_What is expected_
Go through the listing and count the lines with "work" in them; write only the number.

_Material shown_
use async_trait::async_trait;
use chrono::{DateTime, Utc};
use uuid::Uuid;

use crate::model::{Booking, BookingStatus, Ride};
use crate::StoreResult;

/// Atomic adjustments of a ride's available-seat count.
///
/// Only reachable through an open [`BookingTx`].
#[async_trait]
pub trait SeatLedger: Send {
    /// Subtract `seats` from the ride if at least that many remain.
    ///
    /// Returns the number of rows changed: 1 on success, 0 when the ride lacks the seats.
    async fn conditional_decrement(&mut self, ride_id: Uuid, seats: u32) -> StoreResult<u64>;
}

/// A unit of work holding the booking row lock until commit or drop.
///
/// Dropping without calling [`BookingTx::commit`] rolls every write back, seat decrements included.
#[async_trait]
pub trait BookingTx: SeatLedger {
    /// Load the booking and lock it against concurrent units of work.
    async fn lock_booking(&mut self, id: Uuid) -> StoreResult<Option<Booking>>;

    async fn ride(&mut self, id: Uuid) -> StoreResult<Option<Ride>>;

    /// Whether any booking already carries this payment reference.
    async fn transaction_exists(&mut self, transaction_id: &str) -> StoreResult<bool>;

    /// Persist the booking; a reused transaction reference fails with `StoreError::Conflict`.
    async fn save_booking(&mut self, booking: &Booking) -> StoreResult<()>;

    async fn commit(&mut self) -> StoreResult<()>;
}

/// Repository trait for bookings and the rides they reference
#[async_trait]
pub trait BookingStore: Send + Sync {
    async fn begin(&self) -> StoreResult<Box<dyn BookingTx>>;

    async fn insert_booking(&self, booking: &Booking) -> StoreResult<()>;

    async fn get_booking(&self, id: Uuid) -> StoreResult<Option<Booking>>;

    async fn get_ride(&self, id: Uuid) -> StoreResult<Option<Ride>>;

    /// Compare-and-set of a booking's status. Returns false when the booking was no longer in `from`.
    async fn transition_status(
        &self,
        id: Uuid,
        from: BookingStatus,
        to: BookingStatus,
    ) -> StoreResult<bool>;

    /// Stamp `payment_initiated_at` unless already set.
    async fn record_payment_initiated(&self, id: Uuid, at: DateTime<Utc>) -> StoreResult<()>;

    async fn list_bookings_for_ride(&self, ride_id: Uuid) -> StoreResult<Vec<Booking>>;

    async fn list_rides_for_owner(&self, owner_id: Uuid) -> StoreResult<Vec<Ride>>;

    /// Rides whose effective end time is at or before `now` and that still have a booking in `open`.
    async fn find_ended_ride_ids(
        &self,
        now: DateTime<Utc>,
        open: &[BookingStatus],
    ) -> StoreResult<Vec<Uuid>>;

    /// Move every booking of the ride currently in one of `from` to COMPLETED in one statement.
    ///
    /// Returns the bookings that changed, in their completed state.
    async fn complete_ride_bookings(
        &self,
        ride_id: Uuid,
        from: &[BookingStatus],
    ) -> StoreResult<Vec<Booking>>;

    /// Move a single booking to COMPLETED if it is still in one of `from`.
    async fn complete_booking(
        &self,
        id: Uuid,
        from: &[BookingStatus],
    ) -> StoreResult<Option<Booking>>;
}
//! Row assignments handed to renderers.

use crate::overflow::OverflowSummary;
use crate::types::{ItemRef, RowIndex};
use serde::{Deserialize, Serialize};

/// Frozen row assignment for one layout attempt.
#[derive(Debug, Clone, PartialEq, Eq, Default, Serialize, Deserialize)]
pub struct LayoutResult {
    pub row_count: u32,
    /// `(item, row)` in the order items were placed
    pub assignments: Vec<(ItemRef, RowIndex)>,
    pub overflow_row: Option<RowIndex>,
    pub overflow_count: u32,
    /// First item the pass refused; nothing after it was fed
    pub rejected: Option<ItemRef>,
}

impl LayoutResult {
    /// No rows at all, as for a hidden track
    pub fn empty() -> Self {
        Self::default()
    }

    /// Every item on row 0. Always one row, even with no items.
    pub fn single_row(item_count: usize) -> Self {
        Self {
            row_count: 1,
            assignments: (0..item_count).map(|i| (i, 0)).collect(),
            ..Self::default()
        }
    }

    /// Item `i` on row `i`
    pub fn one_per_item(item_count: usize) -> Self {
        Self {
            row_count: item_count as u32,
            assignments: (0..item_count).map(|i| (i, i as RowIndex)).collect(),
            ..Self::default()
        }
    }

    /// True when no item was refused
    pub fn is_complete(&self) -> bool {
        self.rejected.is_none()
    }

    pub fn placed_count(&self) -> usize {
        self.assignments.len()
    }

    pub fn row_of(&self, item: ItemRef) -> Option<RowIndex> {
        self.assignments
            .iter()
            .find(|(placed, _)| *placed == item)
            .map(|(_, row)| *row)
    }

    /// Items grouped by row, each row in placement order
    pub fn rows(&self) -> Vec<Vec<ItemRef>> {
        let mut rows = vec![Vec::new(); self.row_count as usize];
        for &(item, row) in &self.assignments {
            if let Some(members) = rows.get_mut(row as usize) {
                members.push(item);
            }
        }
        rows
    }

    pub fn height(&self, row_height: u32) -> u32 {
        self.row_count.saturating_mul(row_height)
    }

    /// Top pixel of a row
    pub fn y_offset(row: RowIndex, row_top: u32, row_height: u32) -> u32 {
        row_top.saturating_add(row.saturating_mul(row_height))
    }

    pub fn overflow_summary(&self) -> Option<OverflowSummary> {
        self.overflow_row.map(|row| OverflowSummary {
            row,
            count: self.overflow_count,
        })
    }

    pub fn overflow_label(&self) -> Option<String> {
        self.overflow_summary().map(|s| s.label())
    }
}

_Task result_
2